Highlights & Insights

  • Physics-driven low-light video synthesis: For the first time, motion blur is modeled in the synthesis pipeline (via multivariate Gaussian kernels), addressing the limitation of existing methods that only consider noise. The constraint of blur direction to \([0, \pi]\) accounts for the bidirectional nature of motion blur kernels.
  • Degradation-content decoupling: By using an auxiliary reconstruction task with an enhancement decoder, the VIS backbone is forced to learn degradation-agnostic feature representations. This approach is more elegant than two-stage methods.
  • Uncalibrated degradation estimation: VDP-Net does not require camera metadata (model, ISO, etc.) and can be used on any dataset.

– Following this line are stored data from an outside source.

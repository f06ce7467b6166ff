use axum::{
    http::StatusCode,
    response::{IntoResponse, Response},
    Json,
};
use serde_json::json;
use thiserror::Error;

use crate::analysis::pipeline::AnalysisError;

/// Application-level error type.
/// Implements `IntoResponse` so Axum handlers can return `Result<T, AppError>`.
#[derive(Debug, Error)]
pub enum AppError {
    #[error("Validation error: {0}")]
    Validation(String),

    #[error("Unprocessable entity: {0}")]
    UnprocessableEntity(String),

    #[error("Analysis failed: {0}")]
    Analysis(#[from] AnalysisError),

    #[error("Internal server error: {0}")]
    Internal(#[from] anyhow::Error),
}

impl IntoResponse for AppError {
    fn into_response(self) -> Response {
        let (status, code, message) = match &self {
            AppError::Validation(msg) => (StatusCode::BAD_REQUEST, "VALIDATION_ERROR", msg.clone()),
            AppError::UnprocessableEntity(msg) => (
                StatusCode::UNPROCESSABLE_ENTITY,
                "UNPROCESSABLE_ENTITY",
                msg.clone(),
            ),
            AppError::Analysis(e) => {
                tracing::error!("Analysis error: {e}");
                (
                    StatusCode::INTERNAL_SERVER_ERROR,
                    "EXTRACTION_ERROR",
                    "The résumé could not be analyzed; no score was computed".to_string(),
                )
            }
            AppError::Internal(e) => {
                tracing::error!("Internal error: {e:?}");
                (
                    StatusCode::INTERNAL_SERVER_ERROR,
                    "INTERNAL_ERROR",
                    "An internal server error occurred".to_string(),
                )
            }
        };

        let body = Json(json!({
            "error": {
                "code": code,
                "message": message
            }
        }));

        (status, body).into_response()
    }
}
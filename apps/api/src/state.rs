use std::sync::Arc;

use anyhow::{Context, Result};
use tracing::info;

use crate::analysis::pipeline::Analyzer;
use crate::analysis::service::AnalysisService;
use crate::cache::build_cache;
use crate::config::Config;
use crate::extraction::recognizer::{EntityRecognizer, HeuristicRecognizer};
use crate::tables::AnalysisTables;

/// Shared application state injected into all route handlers via Axum extractors.
#[derive(Clone)]
pub struct AppState {
    pub analysis: AnalysisService,
    /// Read-only vocabularies, shared with the analyzer.
    pub tables: Arc<AnalysisTables>,
    pub config: Config,
}

impl AppState {
    /// Loads the analysis tables and wires the recognizer, cache and analyzer.
    /// Fails on invalid tables or cache configuration.
    pub fn build(config: Config) -> Result<Self> {
        let tables = Arc::new(
            AnalysisTables::load(config.analysis_tables_path.as_deref())
                .context("Failed to load analysis tables")?,
        );

        let recognizer: Arc<dyn EntityRecognizer> = Arc::new(HeuristicRecognizer);
        info!("Entity recognizer initialized (backend: {})", recognizer.backend());

        let cache = build_cache(&config)?;
        let analyzer = Arc::new(Analyzer::new(Arc::clone(&tables), recognizer));
        let analysis = AnalysisService::new(analyzer, cache, config.skill_gap_seed);

        Ok(AppState {
            analysis,
            tables,
            config,
        })
    }
}
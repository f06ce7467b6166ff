use once_cell::sync::Lazy;
use regex::Regex;

static EMAIL_RE: Lazy<Regex> =
    Lazy::new(|| Regex::new(r"[A-Za-z0-9+_.-]+@[A-Za-z0-9.-]+").expect("email pattern compiles"));

static PHONE_RE: Lazy<Regex> =
    Lazy::new(|| Regex::new(r"\+?\d[\d -]{8,12}\d").expect("phone pattern compiles"));

static COMMA_RUN_RE: Lazy<Regex> = Lazy::new(|| Regex::new(r",+").expect("comma pattern compiles"));

static WHITESPACE_RE: Lazy<Regex> =
    Lazy::new(|| Regex::new(r"\s+").expect("whitespace pattern compiles"));

/// Collapses comma runs to ", " and whitespace runs to one space, then trims.
pub fn normalize_text(raw: &str) -> String {
    let commas = COMMA_RUN_RE.replace_all(raw, ", ");
    WHITESPACE_RE.replace_all(&commas, " ").trim().to_string()
}

pub fn extract_email(text: &str) -> Option<String> {
    EMAIL_RE.find(text).map(|m| m.as_str().to_string())
}

pub fn extract_phone(text: &str) -> Option<String> {
    PHONE_RE.find(text).map(|m| m.as_str().trim().to_string())
}

/// A document after normalization, with its non-blank lines kept alongside.
/// Normalization erases line breaks; the header heuristics still need them.
#[derive(Debug, Clone, PartialEq, Eq)]
pub struct SourceText {
    pub text: String,
    /// Normalized non-blank lines, in document order.
    pub lines: Vec<String>,
}

impl SourceText {
    pub fn new(raw: &str) -> Self {
        Self {
            text: normalize_text(raw),
            lines: raw
                .lines()
                .map(normalize_text)
                .filter(|line| !line.is_empty())
                .collect(),
        }
    }
}

/// Positional fallback for the name: the first non-blank line of the raw document.
pub fn first_line(raw: &str) -> Option<String> {
    raw.lines()
        .map(str::trim)
        .find(|line| !line.is_empty())
        .map(String::from)
}
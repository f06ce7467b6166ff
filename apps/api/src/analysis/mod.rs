// Analysis pipeline: extraction → scoring → recommendation, plus the cached
// service and HTTP handlers around it.

pub mod context;
pub mod handlers;
pub mod pipeline;
pub mod service;
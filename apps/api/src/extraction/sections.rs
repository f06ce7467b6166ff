//! Skill & section extraction: gazetteer skills, sentence buckets, degree window
//! and years of experience.

use std::ops::Range;

use once_cell::sync::Lazy;
use regex::Regex;
use tracing::debug;

use crate::extraction::matching::{contains_any_word_start, find_whole_term, overlaps};
use crate::tables::AnalysisTables;

static YEARS_RE: Lazy<Regex> =
    Lazy::new(|| Regex::new(r"(\d+)\+? years?\b").expect("years pattern compiles"));

/// Characters kept before / after the degree keyword.
const DEGREE_WINDOW_BEFORE: usize = 10;
const DEGREE_WINDOW_AFTER: usize = 20;

pub const MAX_PROJECTS: usize = 5;

/// Sentence-level findings for one document.
#[derive(Debug, Default, Clone, PartialEq)]
pub struct SectionScan {
    pub education: Vec<String>,
    pub degree: Option<String>,
    pub total_experience_years: u32,
    pub projects: Vec<String>,
}

/// Classifies each sentence into the education / experience / project buckets.
/// Buckets are independent: one sentence may land in all three.
pub fn scan_sentences(sentences: &[String], tables: &AnalysisTables) -> SectionScan {
    let mut scan = SectionScan::default();

    for sentence in sentences {
        let lower = sentence.to_lowercase();

        if let Some(idx) = first_degree_keyword(&lower, &tables.education_keywords) {
            scan.education.push(sentence.clone());
            if scan.degree.is_none() {
                scan.degree = Some(degree_window(&lower, idx));
            }
        }

        if contains_any_word_start(&lower, &tables.experience_triggers) {
            if let Some(years) = max_years(&lower) {
                scan.total_experience_years = scan.total_experience_years.max(years);
            }
        }

        if scan.projects.len() < MAX_PROJECTS
            && contains_any_word_start(&lower, &tables.project_triggers)
        {
            scan.projects.push(sentence.clone());
        }
    }

    scan
}

/// Byte offset of the first keyword, in table order, that occurs as a whole word.
fn first_degree_keyword(sentence_lower: &str, keywords: &[String]) -> Option<usize> {
    keywords.iter().find_map(|keyword| {
        find_whole_term(sentence_lower, keyword)
            .first()
            .map(|range| range.start)
    })
}

/// `[idx - 10, idx + 20)` in characters around the keyword, clamped to the sentence.
/// A fixed window, so long or unusual phrasing comes back truncated.
fn degree_window(sentence_lower: &str, byte_idx: usize) -> String {
    let chars: Vec<char> = sentence_lower.chars().collect();
    let char_idx = sentence_lower[..byte_idx].chars().count();
    let start = char_idx.saturating_sub(DEGREE_WINDOW_BEFORE);
    let end = (char_idx + DEGREE_WINDOW_AFTER).min(chars.len());
    chars[start..end].iter().collect::<String>().trim().to_string()
}

/// Largest "N years" / "N+ years" / "N year" figure in a lowercased sentence.
/// Figures that do not fit a `u32` are skipped.
pub fn max_years(sentence_lower: &str) -> Option<u32> {
    YEARS_RE
        .captures_iter(sentence_lower)
        .filter_map(|caps| match caps[1].parse::<u32>() {
            Ok(years) => Some(years),
            Err(e) => {
                debug!("Skipping unparseable years figure '{}': {e}", &caps[1]);
                None
            }
        })
        .max()
}

/// Gazetteer skills found in `text_lower`, in gazetteer order.
///
/// An occurrence inside one of `personal_spans` (where the name, email or phone
/// sits) does not count; a skill survives if any other occurrence remains.
pub fn detect_skills(
    text_lower: &str,
    gazetteer: &[String],
    personal_spans: &[Range<usize>],
) -> Vec<String> {
    let mut found: Vec<String> = Vec::new();
    for skill in gazetteer {
        if found.iter().any(|s| s.eq_ignore_ascii_case(skill)) {
            continue;
        }
        let survives = find_whole_term(text_lower, skill)
            .iter()
            .any(|occurrence| !personal_spans.iter().any(|span| overlaps(occurrence, span)));
        if survives {
            found.push(skill.clone());
        }
    }
    found
}

/// Byte ranges of every occurrence of the given personal values in `text_lower`.
pub fn personal_spans<'a>(
    text_lower: &str,
    values: impl IntoIterator<Item = &'a str>,
) -> Vec<Range<usize>> {
    values
        .into_iter()
        .map(str::to_lowercase)
        .filter(|v| !v.is_empty())
        .flat_map(|v| {
            text_lower
                .match_indices(v.as_str())
                .map(|(start, m)| start..start + m.len())
                .collect::<Vec<_>>()
        })
        .collect()
}

#[cfg(test)]
mod tests {
    use super::*;

    fn sentences(items: &[&str]) -> Vec<String> {
        items.iter().map(|s| s.to_string()).collect()
    }

    #[test]
    fn test_years_takes_maximum_not_sum() {
        let tables = AnalysisTables::builtin();
        let scan = scan_sentences(
            &sentences(&[
                "5 years experience as a backend engineer.",
                "Then 2 years of work in consulting.",
            ]),
            &tables,
        );
        assert_eq!(scan.total_experience_years, 5);
    }

    #[test]
    fn test_years_only_counted_in_experience_sentences() {
        let tables = AnalysisTables::builtin();
        let scan = scan_sentences(&sentences(&["Volunteered 9 years at the shelter."]), &tables);
        assert_eq!(scan.total_experience_years, 0);
    }

    #[test]
    fn test_years_variants() {
        assert_eq!(max_years("10+ years experience, 1 year lead"), Some(10));
        assert_eq!(max_years("3 year role"), Some(3));
        assert_eq!(max_years("no figures"), None);
    }

    #[test]
    fn test_years_overflow_is_skipped_and_scan_continues() {
        assert_eq!(max_years("99999999999 years of work and 4 years more"), Some(4));
    }

    #[test]
    fn test_degree_first_match_wins() {
        let tables = AnalysisTables::builtin();
        let scan = scan_sentences(
            &sentences(&[
                "Bachelor of Science in Computer Science.",
                "Master of Business Administration.",
            ]),
            &tables,
        );
        assert_eq!(scan.degree.as_deref(), Some("bachelor of science"));
        assert_eq!(scan.education.len(), 2);
    }

    #[test]
    fn test_degree_window_is_clamped() {
        let tables = AnalysisTables::builtin();
        let scan = scan_sentences(
            &sentences(&["I completed my MBA at a school in Lyon with honours."]),
            &tables,
        );
        // "mba" sits at char 15, so the window is chars 5..35
        assert_eq!(scan.degree.as_deref(), Some("pleted my mba at a school in l"));
    }

    #[test]
    fn test_short_degree_keywords_need_whole_words() {
        let tables = AnalysisTables::builtin();
        let scan = scan_sentences(&sentences(&["Built machine learning pipelines."]), &tables);
        assert!(scan.education.is_empty());
        assert_eq!(scan.projects.len(), 1);
    }

    #[test]
    fn test_sentence_can_fill_several_buckets() {
        let tables = AnalysisTables::builtin();
        let scan = scan_sentences(
            &sentences(&["Developed a thesis project during my 2 years master work."]),
            &tables,
        );
        assert_eq!(scan.education.len(), 1);
        assert_eq!(scan.projects.len(), 1);
        assert_eq!(scan.total_experience_years, 2);
    }

    #[test]
    fn test_projects_capped_at_five() {
        let tables = AnalysisTables::builtin();
        let many: Vec<String> = (0..8).map(|i| format!("Built service number {i}.")).collect();
        let scan = scan_sentences(&many, &tables);
        assert_eq!(scan.projects.len(), MAX_PROJECTS);
        assert_eq!(scan.projects[0], "Built service number 0.");
    }

    #[test]
    fn test_skills_case_insensitive_in_gazetteer_order() {
        let tables = AnalysisTables::builtin();
        let skills = detect_skills("sql, python and docker", &tables.skills, &[]);
        assert_eq!(skills, vec!["Python", "SQL", "Docker"]);
    }

    #[test]
    fn test_skill_inside_personal_span_is_dropped() {
        let tables = AnalysisTables::builtin();
        let text = "react sharma react.sharma@mail.com python developer";
        let spans = personal_spans(text, ["React Sharma", "react.sharma@mail.com"]);
        let skills = detect_skills(text, &tables.skills, &spans);
        assert_eq!(skills, vec!["Python"]);
    }

    #[test]
    fn test_skill_outside_personal_span_is_kept() {
        let tables = AnalysisTables::builtin();
        let text = "react sharma built dashboards in react";
        let spans = personal_spans(text, ["React Sharma"]);
        let skills = detect_skills(text, &tables.skills, &spans);
        assert_eq!(skills, vec!["React"]);
    }
}
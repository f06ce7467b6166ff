use std::path::PathBuf;
use std::str::FromStr;

use anyhow::{bail, Context, Result};

const DEFAULT_CACHE_CAPACITY: usize = 512;
const DEFAULT_CACHE_TTL_SECS: u64 = 3600;
const DEFAULT_MAX_UPLOAD_BYTES: usize = 10 * 1024 * 1024;

#[derive(Debug, Clone, Copy, PartialEq, Eq)]
pub enum CacheBackend {
    Memory,
    Redis,
    None,
}

impl FromStr for CacheBackend {
    type Err = anyhow::Error;

    fn from_str(s: &str) -> Result<Self> {
        match s.trim().to_ascii_lowercase().as_str() {
            "memory" => Ok(CacheBackend::Memory),
            "redis" => Ok(CacheBackend::Redis),
            "none" | "off" => Ok(CacheBackend::None),
            other => bail!("Unknown CACHE_BACKEND '{other}' (expected memory, redis or none)"),
        }
    }
}

/// Application configuration loaded from environment variables.
/// Every variable is optional; malformed values fail startup.
#[derive(Debug, Clone)]
pub struct Config {
    pub port: u16,
    pub rust_log: String,
    pub cache_backend: CacheBackend,
    /// Required when `cache_backend` is `Redis`.
    pub redis_url: Option<String>,
    pub cache_capacity: usize,
    pub cache_ttl_secs: u64,
    /// Fixed seed for skill-gap sampling; unset draws from OS entropy.
    pub skill_gap_seed: Option<u64>,
    /// TOML file replacing the built-in analysis tables.
    pub analysis_tables_path: Option<PathBuf>,
    pub max_upload_bytes: usize,
}

impl Default for Config {
    fn default() -> Self {
        Config {
            port: 8080,
            rust_log: "info".to_string(),
            cache_backend: CacheBackend::Memory,
            redis_url: None,
            cache_capacity: DEFAULT_CACHE_CAPACITY,
            cache_ttl_secs: DEFAULT_CACHE_TTL_SECS,
            skill_gap_seed: None,
            analysis_tables_path: None,
            max_upload_bytes: DEFAULT_MAX_UPLOAD_BYTES,
        }
    }
}

impl Config {
    pub fn from_env() -> Result<Self> {
        dotenvy::dotenv().ok(); // load .env if present; ignore if missing
        Self::from_lookup(|key| std::env::var(key).ok())
    }

    fn from_lookup(lookup: impl Fn(&str) -> Option<String>) -> Result<Self> {
        let defaults = Config::default();
        let var = |key: &str| lookup(key).filter(|v| !v.trim().is_empty());

        Ok(Config {
            port: parse_or(var("PORT"), "PORT", defaults.port)?,
            rust_log: var("RUST_LOG").unwrap_or(defaults.rust_log),
            cache_backend: parse_or(var("CACHE_BACKEND"), "CACHE_BACKEND", defaults.cache_backend)?,
            redis_url: var("REDIS_URL"),
            cache_capacity: parse_or(var("CACHE_CAPACITY"), "CACHE_CAPACITY", defaults.cache_capacity)?,
            cache_ttl_secs: parse_or(var("CACHE_TTL_SECS"), "CACHE_TTL_SECS", defaults.cache_ttl_secs)?,
            skill_gap_seed: var("SKILL_GAP_SEED")
                .map(|v| parse_var::<u64>(&v, "SKILL_GAP_SEED"))
                .transpose()?,
            analysis_tables_path: var("ANALYSIS_TABLES_PATH").map(PathBuf::from),
            max_upload_bytes: parse_or(
                var("MAX_UPLOAD_BYTES"),
                "MAX_UPLOAD_BYTES",
                defaults.max_upload_bytes,
            )?,
        })
    }
}

fn parse_or<T>(value: Option<String>, key: &str, default: T) -> Result<T>
where
    T: FromStr,
    T::Err: std::fmt::Display,
{
    match value {
        Some(v) => parse_var(&v, key),
        None => Ok(default),
    }
}

fn parse_var<T>(value: &str, key: &str) -> Result<T>
where
    T: FromStr,
    T::Err: std::fmt::Display,
{
    value
        .trim()
        .parse::<T>()
        .map_err(|e| anyhow::anyhow!("{e}"))
        .with_context(|| format!("Environment variable '{key}' has an invalid value '{value}'"))
}

#[cfg(test)]
mod tests {
    use super::*;
    use std::collections::HashMap;

    fn config_from(pairs: &[(&str, &str)]) -> Result<Config> {
        let vars: HashMap<String, String> = pairs
            .iter()
            .map(|(k, v)| (k.to_string(), v.to_string()))
            .collect();
        Config::from_lookup(|key| vars.get(key).cloned())
    }

    #[test]
    fn test_defaults_when_nothing_is_set() {
        let config = config_from(&[]).unwrap();
        assert_eq!(config.port, 8080);
        assert_eq!(config.rust_log, "info");
        assert_eq!(config.cache_backend, CacheBackend::Memory);
        assert_eq!(config.cache_capacity, 512);
        assert_eq!(config.cache_ttl_secs, 3600);
        assert_eq!(config.max_upload_bytes, 10 * 1024 * 1024);
        assert!(config.skill_gap_seed.is_none());
        assert!(config.analysis_tables_path.is_none());
    }

    #[test]
    fn test_values_are_parsed() {
        let config = config_from(&[
            ("PORT", "9000"),
            ("CACHE_BACKEND", "Redis"),
            ("REDIS_URL", "redis://cache:6379"),
            ("CACHE_CAPACITY", "0"),
            ("SKILL_GAP_SEED", "42"),
            ("ANALYSIS_TABLES_PATH", "/etc/resume/tables.toml"),
        ])
        .unwrap();
        assert_eq!(config.port, 9000);
        assert_eq!(config.cache_backend, CacheBackend::Redis);
        assert_eq!(config.redis_url.as_deref(), Some("redis://cache:6379"));
        assert_eq!(config.cache_capacity, 0);
        assert_eq!(config.skill_gap_seed, Some(42));
        assert_eq!(
            config.analysis_tables_path,
            Some(PathBuf::from("/etc/resume/tables.toml"))
        );
    }

    #[test]
    fn test_invalid_numbers_fail_with_context() {
        let err = config_from(&[("PORT", "eighty")]).unwrap_err();
        assert!(format!("{err:#}").contains("PORT"));
        assert!(config_from(&[("CACHE_TTL_SECS", "-1")]).is_err());
        assert!(config_from(&[("CACHE_BACKEND", "memcached")]).is_err());
    }

    #[test]
    fn test_blank_values_count_as_unset() {
        let config = config_from(&[("SKILL_GAP_SEED", "  "), ("PORT", "")]).unwrap();
        assert!(config.skill_gap_seed.is_none());
        assert_eq!(config.port, 8080);
    }
}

The use of cosine angle loss to handle periodic parameters is a clever design.
  • Zero inference overhead: The enhancement decoder is used only during training, ensuring no additional computational cost during inference.

Limitations & Future Work

  • Limited evaluation data for real low-light VIS (ELVIS-S is only 250 frames; LMOT-S uses pseudo-labels); a larger-scale real low-light VIS benchmark is needed.
  • The synthesis pipeline does not model spatial correlation artifacts introduced by ISPs (compression, demosaicing, in-camera denoising, etc.), which may be significant in real scenarios.
  • VDP-Net assumes uniform degradation parameters within a video clip, whereas degradation in real low-light videos may vary across space and time.
  • The framework has only been validated on Mask2Former-based VIS methods; the applicability to other architectures (e.g., tracking-based methods) remains unexplored.
  • Absolute AP on real low-light data remains low (<11%), indicating that low-light VIS is still highly challenging.
  • The synthetic low-light pipeline design can be generalized to other low-light downstream tasks (detection, tracking, depth estimation, etc.).
  • The degradation-content decoupling idea can be applied to domain adaptation for other degradation conditions (fog, rain, underwater, etc.).
  • VDP-Net's unsupervised degradation estimation can be used independently to provide scene-adaptive degradation parameters for low-light enhancement methods.
  • Complementary to RAW-domain methods (which require raw sensor data), ELVIS operates directly in the sRGB domain, making it more practical.

Rating

  • Novelty: ⭐⭐⭐⭐ — First low-light VIS framework; blur modeling in the synthesis pipeline is novel.
  • Experimental Thoroughness: ⭐⭐⭐⭐ — Tested across multiple VIS methods and backbones with both synthetic and real evaluations, though real data scale is limited.
  • Writing Quality: ⭐⭐⭐⭐ — Clear physical model derivation and complete framework presentation.
  • Value: ⭐⭐⭐⭐ — Fills a gap in low-light VIS and provides a reusable synthesis pipeline.